Stored items
+++++

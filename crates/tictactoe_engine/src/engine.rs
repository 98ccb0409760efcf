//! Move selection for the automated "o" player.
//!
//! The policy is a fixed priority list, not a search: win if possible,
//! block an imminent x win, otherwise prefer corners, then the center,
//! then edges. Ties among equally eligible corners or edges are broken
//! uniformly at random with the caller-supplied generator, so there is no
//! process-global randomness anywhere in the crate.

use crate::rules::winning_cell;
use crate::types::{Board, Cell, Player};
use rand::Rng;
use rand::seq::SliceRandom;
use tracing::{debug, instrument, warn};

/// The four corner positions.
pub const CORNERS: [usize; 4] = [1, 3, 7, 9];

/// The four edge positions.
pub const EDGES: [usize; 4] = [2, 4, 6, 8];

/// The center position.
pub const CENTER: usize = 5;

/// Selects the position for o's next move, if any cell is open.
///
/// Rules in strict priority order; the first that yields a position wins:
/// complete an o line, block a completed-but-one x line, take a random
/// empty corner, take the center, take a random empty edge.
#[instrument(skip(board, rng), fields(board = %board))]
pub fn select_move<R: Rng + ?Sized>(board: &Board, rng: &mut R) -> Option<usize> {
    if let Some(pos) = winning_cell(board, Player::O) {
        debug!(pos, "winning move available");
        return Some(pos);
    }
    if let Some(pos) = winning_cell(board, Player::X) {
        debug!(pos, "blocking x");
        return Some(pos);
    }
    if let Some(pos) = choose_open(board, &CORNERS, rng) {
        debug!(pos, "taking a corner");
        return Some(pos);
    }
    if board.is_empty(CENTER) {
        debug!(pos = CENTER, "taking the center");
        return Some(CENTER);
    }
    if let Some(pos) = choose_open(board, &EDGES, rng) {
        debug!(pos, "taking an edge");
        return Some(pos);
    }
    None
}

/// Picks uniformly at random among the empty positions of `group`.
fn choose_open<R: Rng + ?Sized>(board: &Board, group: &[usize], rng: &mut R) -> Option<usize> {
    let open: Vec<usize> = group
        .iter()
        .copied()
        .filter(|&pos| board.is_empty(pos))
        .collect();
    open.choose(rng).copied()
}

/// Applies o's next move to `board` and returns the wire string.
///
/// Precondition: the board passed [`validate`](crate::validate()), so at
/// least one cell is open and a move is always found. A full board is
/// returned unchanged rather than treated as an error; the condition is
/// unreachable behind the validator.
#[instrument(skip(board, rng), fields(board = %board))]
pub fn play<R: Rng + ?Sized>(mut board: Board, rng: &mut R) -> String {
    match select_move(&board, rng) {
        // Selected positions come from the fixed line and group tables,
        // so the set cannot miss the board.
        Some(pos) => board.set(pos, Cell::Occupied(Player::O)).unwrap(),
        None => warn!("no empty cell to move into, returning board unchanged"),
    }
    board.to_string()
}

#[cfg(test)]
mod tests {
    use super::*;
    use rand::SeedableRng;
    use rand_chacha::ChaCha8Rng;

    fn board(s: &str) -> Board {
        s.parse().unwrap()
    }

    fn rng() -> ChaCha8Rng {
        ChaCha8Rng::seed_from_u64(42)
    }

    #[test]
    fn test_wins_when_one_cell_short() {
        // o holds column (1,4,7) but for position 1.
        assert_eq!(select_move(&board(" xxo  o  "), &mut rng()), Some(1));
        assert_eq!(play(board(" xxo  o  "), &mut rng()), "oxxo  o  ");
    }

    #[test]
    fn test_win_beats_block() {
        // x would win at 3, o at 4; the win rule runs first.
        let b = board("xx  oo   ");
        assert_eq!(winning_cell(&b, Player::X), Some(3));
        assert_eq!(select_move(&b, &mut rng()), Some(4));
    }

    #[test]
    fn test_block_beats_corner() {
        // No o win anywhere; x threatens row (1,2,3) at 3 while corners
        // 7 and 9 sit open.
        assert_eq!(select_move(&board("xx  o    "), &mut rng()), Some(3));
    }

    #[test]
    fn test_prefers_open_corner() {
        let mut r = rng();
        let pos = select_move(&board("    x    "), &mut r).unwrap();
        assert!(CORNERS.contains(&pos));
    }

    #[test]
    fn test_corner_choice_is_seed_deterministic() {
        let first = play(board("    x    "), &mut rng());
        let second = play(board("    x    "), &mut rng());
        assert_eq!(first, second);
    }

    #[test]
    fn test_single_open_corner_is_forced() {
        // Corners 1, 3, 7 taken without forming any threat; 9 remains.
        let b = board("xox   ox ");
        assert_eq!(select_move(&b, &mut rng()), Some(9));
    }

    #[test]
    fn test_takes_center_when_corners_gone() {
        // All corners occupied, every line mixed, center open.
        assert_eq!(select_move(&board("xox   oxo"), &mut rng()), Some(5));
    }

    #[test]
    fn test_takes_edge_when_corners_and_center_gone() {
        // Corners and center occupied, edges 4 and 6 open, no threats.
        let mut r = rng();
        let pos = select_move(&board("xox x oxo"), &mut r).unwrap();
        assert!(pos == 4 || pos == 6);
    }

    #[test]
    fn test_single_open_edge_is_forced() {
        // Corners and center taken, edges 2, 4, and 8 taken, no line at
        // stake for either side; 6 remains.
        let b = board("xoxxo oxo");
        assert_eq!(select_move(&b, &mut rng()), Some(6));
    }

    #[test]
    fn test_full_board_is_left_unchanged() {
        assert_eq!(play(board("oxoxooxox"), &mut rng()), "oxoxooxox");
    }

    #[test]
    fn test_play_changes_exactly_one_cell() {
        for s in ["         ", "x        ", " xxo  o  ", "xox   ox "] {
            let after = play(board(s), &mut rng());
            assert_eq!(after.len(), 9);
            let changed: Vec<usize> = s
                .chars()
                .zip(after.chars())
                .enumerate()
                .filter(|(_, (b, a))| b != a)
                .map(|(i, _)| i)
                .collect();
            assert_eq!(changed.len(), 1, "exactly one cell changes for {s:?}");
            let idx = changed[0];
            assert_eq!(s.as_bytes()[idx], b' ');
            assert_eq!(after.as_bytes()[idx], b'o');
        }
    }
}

+++++

Your task
The lines above should be duplicated exactly.

Task answer
filename crates/tictactoe_engine/src/engine.rs
repository 98ccb0409760efcf
//! Move selection for the automated "o" player.
//!
//! The policy is a fixed priority list, not a search: win if possible,
//! block an imminent x win, otherwise prefer corners, then the center,
//! then edges. Ties among equally eligible corners or edges are broken
//! uniformly at random with the caller-supplied generator, so there is no
//! process-global randomness anywhere in the crate.

use crate::rules::winning_cell;
use crate::types::{Board, Cell, Player};
use rand::Rng;
use rand::seq::SliceRandom;
use tracing::{debug, instrument, warn};

/// The four corner positions.
pub const CORNERS: [usize; 4] = [1, 3, 7, 9];

/// The four edge positions.
pub const EDGES: [usize; 4] = [2, 4, 6, 8];

/// The center position.
pub const CENTER: usize = 5;

/// Selects the position for o's next move, if any cell is open.
///
/// Rules in strict priority order; the first that yields a position wins:
/// complete an o line, block a completed-but-one x line, take a random
/// empty corner, take the center, take a random empty edge.
#[instrument(skip(board, rng), fields(board = %board))]
pub fn select_move<R: Rng + ?Sized>(board: &Board, rng: &mut R) -> Option<usize> {
    if let Some(pos) = winning_cell(board, Player::O) {
        debug!(pos, "winning move available");
        return Some(pos);
    }
    if let Some(pos) = winning_cell(board, Player::X) {
        debug!(pos, "blocking x");
        return Some(pos);
    }
    if let Some(pos) = choose_open(board, &CORNERS, rng) {
        debug!(pos, "taking a corner");
        return Some(pos);
    }
    if board.is_empty(CENTER) {
        debug!(pos = CENTER, "taking the center");
        return Some(CENTER);
    }
    if let Some(pos) = choose_open(board, &EDGES, rng) {
        debug!(pos, "taking an edge");
        return Some(pos);
    }
    None
}

/// Picks uniformly at random among the empty positions of `group`.
fn choose_open<R: Rng + ?Sized>(board: &Board, group: &[usize], rng: &mut R) -> Option<usize> {
    let open: Vec<usize> = group
        .iter()
        .copied()
        .filter(|&pos| board.is_empty(pos))
        .collect();
    open.choose(rng).copied()
}

/// Applies o's next move to `board` and returns the wire string.
///
/// Precondition: the board passed [`validate`](crate::validate()), so at
/// least one cell is open and a move is always found. A full board is
/// returned unchanged rather than treated as an error; the condition is
/// unreachable behind the validator.
#[instrument(skip(board, rng), fields(board = %board))]
pub fn play<R: Rng + ?Sized>(mut board: Board, rng: &mut R) -> String {
    match select_move(&board, rng) {
        // Selected positions come from the fixed line and group tables,
        // so the set cannot miss the board.
        Some(pos) => board.set(pos, Cell::Occupied(Player::O)).unwrap(),
        None => warn!("no empty cell to move into, returning board unchanged"),
    }
    board.to_string()
}

#[cfg(test)]
mod tests {
    use super::*;
    use rand::SeedableRng;
    use rand_chacha::ChaCha8Rng;

    fn board(s: &str) -> Board {
        s.parse().unwrap()
    }

    fn rng() -> ChaCha8Rng {
        ChaCha8Rng::seed_from_u64(42)
    }

    #[test]
    fn test_wins_when_one_cell_short() {
        // o holds column (1,4,7) but for position 1.
        assert_eq!(select_move(&board(" xxo  o  "), &mut rng()), Some(1));
        assert_eq!(play(board(" xxo  o  "), &mut rng()), "oxxo  o  ");
    }

    #[test]
    fn test_win_beats_block() {
        // x would win at 3, o at 4; the win rule runs first.
        let b = board("xx  oo   ");
        assert_eq!(winning_cell(&b, Player::X), Some(3));
        assert_eq!(select_move(&b, &mut rng()), Some(4));
    }

    #[test]
    fn test_block_beats_corner() {
        // No o win anywhere; x threatens row (1,2,3) at 3 while corners
        // 7 and 9 sit open.
        assert_eq!(select_move(&board("xx  o    "), &mut rng()), Some(3));
    }

    #[test]
    fn test_prefers_open_corner() {
        let mut r = rng();
        let pos = select_move(&board("    x    "), &mut r).unwrap();
        assert!(CORNERS.contains(&pos));
    }

    #[test]
    fn test_corner_choice_is_seed_deterministic() {
        let first = play(board("    x    "), &mut rng());
        let second = play(board("    x    "), &mut rng());
        assert_eq!(first, second);
    }

    #[test]
    fn test_single_open_corner_is_forced() {
        // Corners 1, 3, 7 taken without forming any threat; 9 remains.
        let b = board("xox   ox ");
        assert_eq!(select_move(&b, &mut rng()), Some(9));
    }

    #[test]
    fn test_takes_center_when_corners_gone() {
        // All corners occupied, every line mixed, center open.
        assert_eq!(select_move(&board("xox   oxo"), &mut rng()), Some(5));
    }

    #[test]
    fn test_takes_edge_when_corners_and_center_gone() {
        // Corners and center occupied, edges 4 and 6 open, no threats.
        let mut r = rng();
        let pos = select_move(&board("xox x oxo"), &mut r).unwrap();
        assert!(pos == 4 || pos == 6);
    }

    #[test]
    fn test_single_open_edge_is_forced() {
        // Corners and center taken, edges 2, 4, and 8 taken, no line at
        // stake for either side; 6 remains.
        let b = board("xoxxo oxo");
        assert_eq!(select_move(&b, &mut rng()), Some(6));
    }

    #[test]
    fn test_full_board_is_left_unchanged() {
        assert_eq!(play(board("oxoxooxox"), &mut rng()), "oxoxooxox");
    }

    #[test]
    fn test_play_changes_exactly_one_cell() {
        for s in ["         ", "x        ", " xxo  o  ", "xox   ox "] {
            let after = play(board(s), &mut rng());
            assert_eq!(after.len(), 9);
            let changed: Vec<usize> = s
                .chars()
                .zip(after.chars())
                .enumerate()
                .filter(|(_, (b, a))| b != a)
                .map(|(i, _)| i)
                .collect();
            assert_eq!(changed.len(), 1, "exactly one cell changes for {s:?}");
            let idx = changed[0];
            assert_eq!(s.as_bytes()[idx], b' ');
            assert_eq!(after.as_bytes()[idx], b'o');
        }
    }
}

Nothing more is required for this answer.